Mais ne perdons pas le fil, voici 48 heures à Bogota!

Jour 1

9 heures (j’étais en vacances, j’imagine que vous le serez aussi, alors pas besoin de se réveiller trop tôt… et ça vaut la peine de sauver votre énergie.)

Commencez la journée par un petit déjeuner casero avec plein de fruits, des œufs, du riz, et, pour l’occasion, mon père nous a préparé de délicieux plats arabes, mais si vous êtes dans un logement avec cuisine ou à l’hôtel, n’hésitez pas à prendre un déjeuner copieux ou sortez dans la rue car vous trouverez sans aucun doute de quoi vous remplir l’estomac avec un repas matinal typique (comptez sur une base “œuf-pain-jus” et café, bien sûr!)

10 heures – Une sortie vers le Nord

Bogota a beaucoup changé et on peut le constater si on voit rue après rue comment évoluent les constructions. Des maisons en brique, on passe à d’énormes bâtiments de béton, acier et verre, avec des locaux commerciaux au premier étage et au rez-de-chaussée.

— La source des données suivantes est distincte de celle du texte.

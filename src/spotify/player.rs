use std::time::Duration;

use reqwest::{Client, StatusCode};
use tokio::time::sleep;

use crate::{Res, types::RecentlyPlayedResponse};

const MAX_RETRIES: u32 = 3;

/// Retrieves one page of the user's recently-played feed.
///
/// `after_ms` is the provider-side pagination cursor: only plays that
/// started strictly after that epoch-ms instant are returned, oldest first,
/// up to `limit` (provider max 50).
///
/// # Retry Logic
///
/// 502 Bad Gateway responses are retried up to three times with a 10-second
/// delay, matching the provider's transient gateway hiccups. Every other
/// error propagates immediately and leaves the caller's checkpoint
/// untouched.
pub async fn recently_played(
    client: &Client,
    api_url: &str,
    token: &str,
    limit: u32,
    after_ms: i64,
) -> Res<RecentlyPlayedResponse> {
    let url = format!(
        "{uri}/me/player/recently-played?limit={limit}&after={after}",
        uri = api_url,
        limit = limit,
        after = after_ms
    );

    let mut attempt = 0;
    loop {
        let response = client.get(&url).bearer_auth(token).send().await;

        let response = match response {
            Ok(resp) => match resp.error_for_status() {
                Ok(valid_response) => valid_response,
                Err(err) => {
                    if let Some(status) = err.status() {
                        if status == StatusCode::BAD_GATEWAY && attempt < MAX_RETRIES {
                            attempt += 1;
                            sleep(Duration::from_secs(10)).await;
                            continue; // retry
                        }
                    }
                    return Err(err.into()); // propagate other errors
                }
            },
            Err(err) => {
                return Err(err.into());
            } // network or reqwest error
        };

        let page = response.json::<RecentlyPlayedResponse>().await?;
        return Ok(page);
    }
}
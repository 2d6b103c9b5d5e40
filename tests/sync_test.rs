use std::sync::{
    Arc,
    atomic::{AtomicUsize, Ordering},
};

use axum::{
    Json, Router,
    extract::Path,
    http::StatusCode,
    routing::get,
};
use chrono::{Duration, SecondsFormat, Utc};
use serde_json::{Value, json};

use playlog::management::SyncEngine;
use playlog::storage::Database;

/// Serves one canned recently-played page and per-id artist details,
/// counting hits on each route. With `artist_ok` false the artist route
/// returns 500 to simulate a failing detail fetch.
async fn spawn_api_server(page: Value, artist_ok: bool) -> (String, Arc<AtomicUsize>, Arc<AtomicUsize>) {
    let plays_hits = Arc::new(AtomicUsize::new(0));
    let artist_hits = Arc::new(AtomicUsize::new(0));

    let plays_counter = Arc::clone(&plays_hits);
    let artist_counter = Arc::clone(&artist_hits);

    let app = Router::new()
        .route(
            "/me/player/recently-played",
            get(move || {
                let counter = Arc::clone(&plays_counter);
                let page = page.clone();
                async move {
                    counter.fetch_add(1, Ordering::SeqCst);
                    Json(page)
                }
            }),
        )
        .route(
            "/artists/{id}",
            get(move |Path(id): Path<String>| {
                let counter = Arc::clone(&artist_counter);
                async move {
                    counter.fetch_add(1, Ordering::SeqCst);
                    if artist_ok {
                        Ok(Json(json!({
                            "id": id,
                            "name": format!("Artist {}", id),
                            "genres": ["indie", "rock"],
                        })))
                    } else {
                        Err(StatusCode::INTERNAL_SERVER_ERROR)
                    }
                }
            }),
        );

    let listener = tokio::net::TcpListener::bind("127.0.0.1:0").await.unwrap();
    let addr = listener.local_addr().unwrap();
    tokio::spawn(async move {
        axum::serve(listener, app).await.unwrap();
    });

    (format!("http://{}", addr), plays_hits, artist_hits)
}

fn played_item(track_id: &str, artist_id: &str, minutes_ago: i64, duration_ms: i64) -> Value {
    let played_at = (Utc::now() - Duration::minutes(minutes_ago))
        .to_rfc3339_opts(SecondsFormat::Millis, true);
    json!({
        "track": {
            "id": track_id,
            "name": format!("{} name", track_id),
            "duration_ms": duration_ms,
            "artists": [{"id": artist_id, "name": "inline name"}],
        },
        "played_at": played_at,
    })
}

fn page(items: Vec<Value>) -> Value {
    json!({
        "items": items,
        "cursors": {"after": null, "before": null},
        "next": null,
    })
}

#[tokio::test]
async fn test_sync_inserts_plays_and_refreshes_artist() {
    let items = vec![
        played_item("t1", "a1", 90, 180_000),
        played_item("t2", "a1", 30, 200_000),
    ];
    let (api_url, plays_hits, artist_hits) = spawn_api_server(page(items), true).await;

    let db = Database::open_in_memory().unwrap();
    db.set_checkpoint((Utc::now() - Duration::hours(26)).timestamp_millis())
        .unwrap();
    let before_ms = Utc::now().timestamp_millis();

    let engine = SyncEngine::new(&db, api_url);
    let summary = engine.sync_recent_plays("test-token").await.unwrap();

    assert_eq!(summary.fetched, 2);
    assert_eq!(summary.inserted, 2);
    assert_eq!(summary.artists_updated, 1);

    assert_eq!(db.count_plays().unwrap(), 2);
    assert_eq!(db.count_artists().unwrap(), 1);
    assert_eq!(
        db.genres_for_artist("a1").unwrap(),
        vec!["indie".to_string(), "rock".to_string()]
    );

    // One page requested, one detail fetch for the single distinct artist
    assert_eq!(plays_hits.load(Ordering::SeqCst), 1);
    assert_eq!(artist_hits.load(Ordering::SeqCst), 1);

    // Checkpoint advanced to "now"
    assert!(db.checkpoint().unwrap().unwrap() >= before_ms);
}

#[tokio::test]
async fn test_artist_failure_does_not_block_play_insertion() {
    let items = vec![
        played_item("t1", "a1", 90, 180_000),
        played_item("t2", "a1", 30, 200_000),
    ];
    let (api_url, _plays_hits, artist_hits) = spawn_api_server(page(items), false).await;

    let db = Database::open_in_memory().unwrap();
    let engine = SyncEngine::new(&db, api_url);
    let summary = engine.sync_recent_plays("test-token").await.unwrap();

    // Plays are committed even though the artist lookup kept failing
    assert_eq!(summary.inserted, 2);
    assert_eq!(summary.artists_updated, 0);
    assert_eq!(db.count_plays().unwrap(), 2);
    assert_eq!(db.count_artists().unwrap(), 0);
    assert!(artist_hits.load(Ordering::SeqCst) >= 1);

    // The cycle itself succeeded, so the checkpoint still advances
    assert!(db.checkpoint().unwrap().is_some());
}

#[tokio::test]
async fn test_empty_page_counts_as_caught_up() {
    let (api_url, plays_hits, artist_hits) = spawn_api_server(page(vec![]), true).await;

    let db = Database::open_in_memory().unwrap();
    let before_ms = Utc::now().timestamp_millis();

    let engine = SyncEngine::new(&db, api_url);
    let summary = engine.sync_recent_plays("test-token").await.unwrap();

    assert_eq!(summary, Default::default());
    assert_eq!(plays_hits.load(Ordering::SeqCst), 1);
    assert_eq!(artist_hits.load(Ordering::SeqCst), 0);

    // Caught up still advances the checkpoint
    assert!(db.checkpoint().unwrap().unwrap() >= before_ms);
}

#[tokio::test]
async fn test_repeated_sync_is_idempotent() {
    let items = vec![
        played_item("t1", "a1", 90, 180_000),
        played_item("t2", "a2", 30, 200_000),
    ];
    let (api_url, _plays_hits, _artist_hits) = spawn_api_server(page(items), true).await;

    let db = Database::open_in_memory().unwrap();
    let engine = SyncEngine::new(&db, api_url);

    let first = engine.sync_recent_plays("test-token").await.unwrap();
    assert_eq!(first.inserted, 2);

    // The stub returns the same page again; storage-level dedup absorbs it
    let second = engine.sync_recent_plays("test-token").await.unwrap();
    assert_eq!(second.fetched, 2);
    assert_eq!(second.inserted, 0);
    assert_eq!(db.count_plays().unwrap(), 2);
}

Je suis bien contente de voir que pour autant, la ville conserve encore les grandes avenues bordées d’arbres, les boulevards séparés par une frange végétale, ainsi que les trottoirs verdis comme une façon de distraire les gens pendant les longs embouteillages et garder un peu de nature au cœur de la ville. 

sortie-vers-le-nord

Pour ce premier jour, vous pouvez louer une voiture et en route pour une escapade hors des murs de Bogota! Embarquez sur l’Autopista Norte, direction le nord de la ville où le vert vous attend! L’autoroute donne sur les grandes étendues vertes de la Sabana et traverse de grands pâturages qui séparent la capitale des petits villages alentours. Et quand je dis “petits villages”, je vous parle d’endroits où la vie tourne autour d’une église et d’une place, où les gens se retrouvent et prennent le soleil pendant qu’ils regardent le temps passer tranquillement. Le stress de la capitale n’atteint pas les populations de ces édens ruraux pourtant pas si éloignés. Je vous recommande de vous arrêter par exemple à Tabio ou Tenjo et d’explorer les ruelles pour une expérience authentiquement colombienne et hors des sentiers battus. 

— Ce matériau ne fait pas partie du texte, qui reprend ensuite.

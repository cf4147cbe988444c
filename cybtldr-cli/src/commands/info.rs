//! Image inspection and port listing command implementations.

use {
    anyhow::{Context, Result},
    console::style,
    cybtldr::{
        AppInfo, ChecksumType, Error, FirmwareImage, NativePortEnumerator, PortEnumerator,
        image::cyacd::{ROW_PREFIX, parse_eiv, parse_header, parse_header_v1, parse_row, parse_row_v1},
    },
    std::{collections::BTreeMap, path::Path},
};

/// Rows of one flash array in a `.cyacd` image.
#[derive(Debug, Clone, PartialEq, Eq)]
struct ArraySummary {
    array_id: u8,
    first_row: u16,
    last_row: u16,
    rows: usize,
    bytes: usize,
}

/// What an image targets and carries.
#[derive(Debug, Clone, PartialEq, Eq)]
struct ImageSummary {
    version: u8,
    lines: usize,
    silicon_id: u32,
    silicon_rev: u8,
    checksum: ChecksumType,
    app_id: Option<u8>,
    product_id: Option<u32>,
    app: Option<AppInfo>,
    arrays: Vec<ArraySummary>,
    rows: usize,
    bytes: usize,
    has_eiv: bool,
}

fn checksum_str(checksum: ChecksumType) -> &'static str {
    match checksum {
        ChecksumType::Sum => "sum",
        ChecksumType::Crc => "crc16",
    }
}

/// Parse every line of `image` without talking to a device.
fn summarize(image: &FirmwareImage) -> cybtldr::Result<ImageSummary> {
    let header = image.header_line()?;
    let version = image.version()?;

    let mut summary = ImageSummary {
        version,
        lines: image.line_count(),
        silicon_id: 0,
        silicon_rev: 0,
        checksum: ChecksumType::Sum,
        app_id: None,
        product_id: None,
        app: None,
        arrays: Vec::new(),
        rows: 0,
        bytes: 0,
        has_eiv: false,
    };

    match version {
        0 => {
            let h = parse_header(header.text)?;
            summary.silicon_id = h.silicon_id;
            summary.silicon_rev = h.silicon_rev;
            summary.checksum = h.checksum();

            let mut arrays: BTreeMap<u8, ArraySummary> = BTreeMap::new();
            for line in image.lines_from(header.index + 1) {
                let row = parse_row(line.text)?;
                let entry = arrays.entry(row.array_id).or_insert(ArraySummary {
                    array_id: row.array_id,
                    first_row: row.row_num,
                    last_row: row.row_num,
                    rows: 0,
                    bytes: 0,
                });
                entry.first_row = entry.first_row.min(row.row_num);
                entry.last_row = entry.last_row.max(row.row_num);
                entry.rows += 1;
                entry.bytes += row.data.len();
                summary.rows += 1;
                summary.bytes += row.data.len();
            }
            summary.arrays = arrays.into_values().collect();
        },
        1 => {
            let h = parse_header_v1(header.text)?;
            summary.silicon_id = h.silicon_id;
            summary.silicon_rev = h.silicon_rev;
            summary.checksum = h.checksum();
            summary.app_id = Some(h.app_id);
            summary.product_id = Some(h.product_id);
            summary.app = Some(image.app_info(header.index + 1)?);

            for line in image.lines_from(header.index + 1) {
                if line.text.starts_with(ROW_PREFIX) {
                    let row = parse_row_v1(line.text)?;
                    summary.rows += 1;
                    summary.bytes += row.data.len();
                } else if let Some(iv) = parse_eiv(line.text) {
                    iv?;
                    summary.has_eiv = true;
                }
            }
        },
        other => return Err(Error::Unsupported(format!("image format version {other}"))),
    }

    Ok(summary)
}

fn load_summary(firmware: &Path) -> Result<ImageSummary> {
    let image = FirmwareImage::open(firmware)
        .with_context(|| format!("Failed to load image {}", firmware.display()))?;
    summarize(&image).with_context(|| format!("Invalid image {}", firmware.display()))
}

fn summary_json(summary: &ImageSummary) -> serde_json::Value {
    let arrays: Vec<serde_json::Value> = summary
        .arrays
        .iter()
        .map(|a| {
            serde_json::json!({
                "array_id": a.array_id,
                "first_row": a.first_row,
                "last_row": a.last_row,
                "rows": a.rows,
                "bytes": a.bytes,
            })
        })
        .collect();

    serde_json::json!({
        "format_version": summary.version,
        "lines": summary.lines,
        "silicon_id": format!("0x{:08X}", summary.silicon_id),
        "silicon_rev": summary.silicon_rev,
        "checksum": checksum_str(summary.checksum),
        "app_id": summary.app_id,
        "product_id": summary.product_id.map(|id| format!("0x{id:08X}")),
        "app_start": summary.app.map(|a| format!("0x{:08X}", a.start)),
        "app_size": summary.app.map(|a| a.size),
        "arrays": arrays,
        "rows": summary.rows,
        "bytes": summary.bytes,
        "encrypted": summary.has_eiv,
    })
}

/// Info command implementation.
pub(crate) fn cmd_info(firmware: &Path, json: bool) -> Result<()> {
    if json {
        let summary = load_summary(firmware)?;
        let output = serde_json::json!({
            "ok": true,
            "data": summary_json(&summary),
        });
        println!("{}", serde_json::to_string_pretty(&output)?);
        return Ok(());
    }

    eprintln!(
        "{} Loading image {}",
        style("📦").cyan(),
        firmware.display()
    );
    let summary = load_summary(firmware)?;

    eprintln!("\n{}", style("Image Information").bold().underlined());
    let format = if summary.version == 0 { ".cyacd" } else { ".cyacd2" };
    eprintln!("  Format: {format} (version {})", summary.version);
    eprintln!("  Silicon ID: 0x{:08X}", summary.silicon_id);
    eprintln!("  Silicon revision: 0x{:02X}", summary.silicon_rev);
    eprintln!("  Checksum: {}", checksum_str(summary.checksum));
    if let (Some(app_id), Some(product_id)) = (summary.app_id, summary.product_id) {
        eprintln!("  Application: {app_id}");
        eprintln!("  Product ID: 0x{product_id:08X}");
    }
    if let Some(app) = summary.app {
        eprintln!("  Start address: 0x{:08X}", app.start);
        eprintln!("  Application size: {} bytes", app.size);
    }
    if summary.has_eiv {
        eprintln!("  Encrypted: yes");
    }
    eprintln!("  Rows: {}", summary.rows);
    eprintln!("  Data: {} bytes", summary.bytes);

    if !summary.arrays.is_empty() {
        eprintln!("\n{}", style("Flash Arrays").bold().underlined());
        for array in &summary.arrays {
            eprintln!(
                "  [{:02X}] rows {}..={} ({} rows, {} bytes)",
                array.array_id, array.first_row, array.last_row, array.rows, array.bytes
            );
        }
    }

    Ok(())
}

/// List ports command implementation.
pub(crate) fn cmd_list_ports(json: bool) -> Result<()> {
    let detected = NativePortEnumerator::list_ports().context("Failed to list serial ports")?;

    if json {
        let ports: Vec<serde_json::Value> = detected
            .iter()
            .map(|p| {
                serde_json::json!({
                    "name": p.name,
                    "device": p.kind.name(),
                    "known": p.kind.is_known(),
                    "vid": p.vid,
                    "pid": p.pid,
                    "manufacturer": p.manufacturer,
                    "product": p.product,
                    "serial": p.serial_number,
                })
            })
            .collect();
        let output = serde_json::json!({
            "ok": true,
            "data": {
                "ports": ports,
            }
        });
        println!("{}", serde_json::to_string_pretty(&output)?);
        return Ok(());
    }

    eprintln!("{}", style("Available Serial Ports").bold().underlined());

    if detected.is_empty() {
        eprintln!("  {}", style("No serial ports found").dim());
        return Ok(());
    }

    for port in &detected {
        let device_type = if port.kind.is_known() {
            format!(" [{}]", style(port.kind.name()).yellow())
        } else {
            String::new()
        };
        let vid_pid = if let (Some(vid), Some(pid)) = (port.vid, port.pid) {
            format!(" ({vid:04X}:{pid:04X})")
        } else {
            String::new()
        };
        let product = port
            .product
            .as_deref()
            .map(|p| format!(" - {}", style(p).dim()))
            .unwrap_or_default();

        eprintln!(
            "  {} {}{device_type}{vid_pid}{product}",
            style("•").green(),
            style(&port.name).cyan(),
        );
    }

    Ok(())
}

13 heures – Repas typique à Andres Carne de Res

Le tour des villages vous a plu? Maintenant, direction Chia sur le chemin du retour. Je vous recommande Andres Carne de Res, un restaurant qui a commencé avec un concept un peu farfelu d’un monsieur plutôt fou qui voulait faire quelque chose de différent. Il avait un grand terrain à Chia, un petit village pas loin de Bogota et il a construit une bâtisse de bric et de broc… Disons qu’il a fermé quatre murs autour d’un patio avec les matériaux qu’il a trouvés. Ensuite, il l’a rempli de tables et de chaises que lui-même a bricolées. Laissez-moi vous dire que vous n’en trouverez pas deux pareilles! Avec la décoration, il a fait un peu la même chose. Vieilles affaires prises dans des maisons sur le point de tomber, bouteilles vides de soda, bière ou des pots décorés à la main, boîtes inutilisables, jusqu’à des vieux vêtements qui pendaient au plafond ou sur les murs, histoire d’insister sur le côté coloré et très, très, très, chargé de l’endroit. Bon à savoir, si vous tombez en amour avec le lieu ou le personnage, vous pouvez toujours acheter ces objets “décoratifs” sur place.

Dans la même veine, les serveurs sont très extravertis, préférablement des étudiants qui n’ont aucun problème à se déguiser comme les personnages d’une troupe de théâtre de rue et qui, surtout, transmettent joie et bonheur pour le plus grand plaisir d’une clientèle de tous les âges.  

Je dois dire que Andrés Jaramillo (le fameux propriétaire) a mis dans la cuisine une équipe qui prépare les repas les plus typiques de la gastronomie colombienne, qu’on appelle aussi criolla ou, si je peux dire en bon québécois, “de souche” ou “pure laine”.

Son idée attire des gens d’un peu partout, à n’importe quelle heure du jour ou de la nuit – la rumba y est très célèbre! – , quitte à payer une addition un peu plus salée qu’ailleurs histoire de passer un bon moment avec des amis ou de la famille dans une ambiance unique évidemment!

Aujourd’hui, en plus du local original à Chia et d’une deuxième succursale à Bogota dans une zone très exclusive, à ma grande surprise, il a ouvert des petits locaux dans beaucoup de centres d’achat! Il y en a un même dans l’aéroport. Il les appelle les ‘Andrés Carne de Res Express’. Les serveurs ne sont pas déguisés, il n’y a pas beaucoup de tables, mais la décoration et l’ambiance suivent les mêmes lignes de la maison mère.

Andrés Carne de Res – Plusieurs succursales par tout le pays. La principale: Calle 3 # 11 A-56, Chia. Ferme à 3h du matin. Bogota: Calle 82 # 12-21.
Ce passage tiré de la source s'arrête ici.